18 APRIL 1981, Page 22

Fiction

Worldly-wise in childhood

Paul Ableman

The Magic Glass Anne Smith (Michael Joseph pp. 174, £6.50) What is a novel? The word covers a multitude of literary productions. The book that is often considered the greatest 'novel' in English, D.H. Lawrence's Sons and Lovers, is essentially an autobiography with disguising transpositions, imagined proper names and prudent omissions. The Amercian novelist, Thomas Wolfe stated that all writing must use elements of the author's experience and concluded that 'a more autobiographical work than Gulliver's Travels cannot easily be imagined'. And yet, of course, there is a significant difference between a work like Swift's satire, in which the experiential elements have been transmuted, and one like Sons and Lovers in which they are often merely recalled.

I have no special knowledge of the genesis of Anne Smith's book but the blurb informs me that the author 'was born and brought up in Fife'. She has set her work in a small town which she calls Skelf and which is represented as being much like a sea-side town in Fifeshire.
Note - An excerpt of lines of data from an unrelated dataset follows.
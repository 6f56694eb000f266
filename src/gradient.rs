//! Sparse derivative map: an open-bucket hash table keyed by [`VariableKey`].
//!
//! Backs [`Scalar::cache`](crate::scalar::Scalar::cache): a node's full
//! gradient is realized here once so downstream consumers stop re-walking the
//! expression tree. Supports get-or-zero, merge-with-accumulation, whole-map
//! merge, and magnitude-based pruning. Buckets double when the load factor is
//! exceeded, and growth rehashes every existing entry into the new table.

use crate::key::{Key, VariableKey};
use std::collections::hash_map::DefaultHasher;
use std::hash::{Hash, Hasher};

/// Bucket count for a map built without a size hint.
const DEFAULT_BUCKETS: usize = 16;
/// Grow when entries exceed buckets * MAX_LOAD.
const MAX_LOAD: usize = 2;

/// Sparse `VariableKey -> f64` map with accumulate-on-insert semantics.
///
/// Absent keys read as zero, so accumulating a partial derivative is one
/// operation whether or not the key has been seen before.
#[derive(Clone, Debug)]
pub struct GradientMap<K: Key> {
    buckets: Vec<Vec<(VariableKey<K>, f64)>>,
    entries: usize,
}

impl<K: Key> GradientMap<K> {
    /// Empty map with the default bucket count.
    pub fn new() -> Self {
        GradientMap::with_bucket_hint(DEFAULT_BUCKETS)
    }

    /// Empty map sized for roughly `hint` entries.
    pub fn with_bucket_hint(hint: usize) -> Self {
        let buckets = hint.next_power_of_two().max(DEFAULT_BUCKETS);
        GradientMap {
            buckets: vec![Vec::new(); buckets],
            entries: 0,
        }
    }

    /// Number of stored entries.
    pub fn len(&self) -> usize {
        self.entries
    }

    /// True when no entry is stored.
    pub fn is_empty(&self) -> bool {
        self.entries == 0
    }

    fn bucket_of(&self, key: &VariableKey<K>) -> usize {
        let mut hasher = DefaultHasher::new();
        key.hash(&mut hasher);
        (hasher.finish() as usize) & (self.buckets.len() - 1)
    }

    /// Stored value for `key`, or 0 when absent.
    pub fn get(&self, key: &VariableKey<K>) -> f64 {
        let b = self.bucket_of(key);
        self.buckets[b]
            .iter()
            .find(|(k, _)| k == key)
            .map_or(0.0, |(_, d)| *d)
    }

    /// Adds `delta` to the entry for `key`, inserting it when absent.
    pub fn accumulate(&mut self, key: &VariableKey<K>, delta: f64) {
        let b = self.bucket_of(key);
        if let Some(entry) = self.buckets[b].iter_mut().find(|(k, _)| k == key) {
            entry.1 += delta;
            return;
        }
        self.buckets[b].push((key.clone(), delta));
        self.entries += 1;
        if self.entries > self.buckets.len() * MAX_LOAD {
            self.grow();
        }
    }

    /// Folds every entry of `other` into this map.
    ///
    /// This is the serialized accumulation point for batch aggregation: the
    /// per-example maps may be produced in parallel, but the fold has one
    /// writer.
    pub fn merge(&mut self, other: &GradientMap<K>) {
        for (key, delta) in other.iter() {
            self.accumulate(key, delta);
        }
    }

    /// Doubles the bucket array, rehashing every existing entry.
    fn grow(&mut self) {
        let grown = vec![Vec::new(); self.buckets.len() * 2];
        let old = std::mem::replace(&mut self.buckets, grown);
        for bucket in old {
            for (key, delta) in bucket {
                let b = self.bucket_of(&key);
                self.buckets[b].push((key, delta));
            }
        }
    }

    /// Keeps only the `n` entries of largest magnitude, dropping the rest.
    pub fn retain_largest(&mut self, n: usize) {
        if self.entries <= n {
            return;
        }
        let mut all: Vec<(VariableKey<K>, f64)> =
            self.buckets.iter().flatten().cloned().collect();
        all.sort_by(|a, b| b.1.abs().partial_cmp(&a.1.abs()).unwrap());
        all.truncate(n);

        let buckets = self.buckets.len();
        self.buckets = vec![Vec::new(); buckets];
        self.entries = 0;
        for (key, delta) in all {
            let b = self.bucket_of(&key);
            self.buckets[b].push((key, delta));
            self.entries += 1;
        }
    }

    /// Iterates over all `(key, value)` entries in bucket order.
    pub fn iter(&self) -> impl Iterator<Item = (&VariableKey<K>, f64)> {
        self.buckets
            .iter()
            .flatten()
            .map(|(k, d)| (k, *d))
    }
}

impl<K: Key> Default for GradientMap<K> {
    fn default() -> Self {
        GradientMap::new()
    }
}

#[cfg(test)]
mod tests {
    use super::*;

    #[test]
    fn absent_key_reads_zero() {
        let map: GradientMap<&str> = GradientMap::new();
        assert_eq!(map.get(&VariableKey::scalar("x")), 0.0);
        assert!(map.is_empty());
    }

    #[test]
    fn accumulate_adds_to_existing_entry() {
        let mut map = GradientMap::new();
        let k = VariableKey::scalar("x");
        map.accumulate(&k, 1.5);
        map.accumulate(&k, 2.5);
        assert_eq!(map.len(), 1);
        assert!((map.get(&k) - 4.0).abs() < 1e-12);
    }

    #[test]
    fn growth_rehashes_all_entries() {
        // Force several doublings past the initial 16 buckets and verify every
        // entry is still reachable with its accumulated value afterwards.
        let mut map = GradientMap::with_bucket_hint(1);
        let n = 500;
        for i in 0..n {
            map.accumulate(&VariableKey::cell("emb", i, i % 7), i as f64 + 1.0);
        }
        assert_eq!(map.len(), n);
        for i in 0..n {
            let k = VariableKey::cell("emb", i, i % 7);
            assert!((map.get(&k) - (i as f64 + 1.0)).abs() < 1e-12, "lost {k:?}");
        }
    }

    #[test]
    fn merge_accumulates_overlapping_keys() {
        let mut a = GradientMap::new();
        let mut b = GradientMap::new();
        let shared = VariableKey::scalar("s");
        let only_b = VariableKey::scalar("b");
        a.accumulate(&shared, 1.0);
        b.accumulate(&shared, 2.0);
        b.accumulate(&only_b, 3.0);
        a.merge(&b);
        assert_eq!(a.len(), 2);
        assert!((a.get(&shared) - 3.0).abs() < 1e-12);
        assert!((a.get(&only_b) - 3.0).abs() < 1e-12);
    }

    #[test]
    fn retain_largest_keeps_high_magnitude_entries() {
        let mut map = GradientMap::new();
        map.accumulate(&VariableKey::scalar("small"), 0.01);
        map.accumulate(&VariableKey::scalar("neg"), -5.0);
        map.accumulate(&VariableKey::scalar("big"), 3.0);
        map.retain_largest(2);
        assert_eq!(map.len(), 2);
        assert_eq!(map.get(&VariableKey::scalar("small")), 0.0);
        assert!((map.get(&VariableKey::scalar("neg")) + 5.0).abs() < 1e-12);
        assert!((map.get(&VariableKey::scalar("big")) - 3.0).abs() < 1e-12);
    }
}
//! # scalargrad
//!
//! A hand-built autodiff engine over scalar and matrix values, plus the
//! gradient-based optimizer that consumes it: box-constrained descent,
//! shrinking-step line search, and an exterior-penalty constrained solver.
//!
//! A client declares a parameter space as a [`ContextTemplate`], picks a point
//! in it as a [`Context`], and builds an expression tree of [`Scalar`] nodes
//! (directly, or through [`Matrix`] operators) rooted in variables drawn from
//! that context. Evaluating the root yields a value plus, on demand, the
//! partial derivative with respect to any [`VariableKey`]. The optimizer
//! repeatedly evaluates objective (and constraint) expressions against
//! successive contexts and produces updated ones.
//!
//! Graphs are immutable after construction and evaluation performs no shared
//! writes (lazy nodes recompute rather than memoize), so read-only concurrent
//! evaluation is safe by construction. Shapes are small, dense, CPU-resident,
//! and evaluated eagerly.

pub mod checkpoint;
pub mod context;
pub mod gradient;
pub mod key;
pub mod matrix;
pub mod optimize;
pub mod scalar;

pub use context::{Context, ContextTemplate};
pub use gradient::GradientMap;
pub use key::{Key, VariableKey};
pub use matrix::Matrix;
pub use scalar::Scalar;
The blurb continues: 'She left school perforce at the age of 15'. The book only takes the heroine to the end of puberty but the egregious poverty it describes is compatible with her subsequently having to leave school 'perforce'. Again, Stella, the heroine, is repeatedly described as the clever one of the family and Anne Smith has, with this production, abundantly, justified such a claim. It thus seems probable that The Magic Glass is really a memoir of a gritty, indigent and hilarious Scottish childhood in the Forties and Fifties.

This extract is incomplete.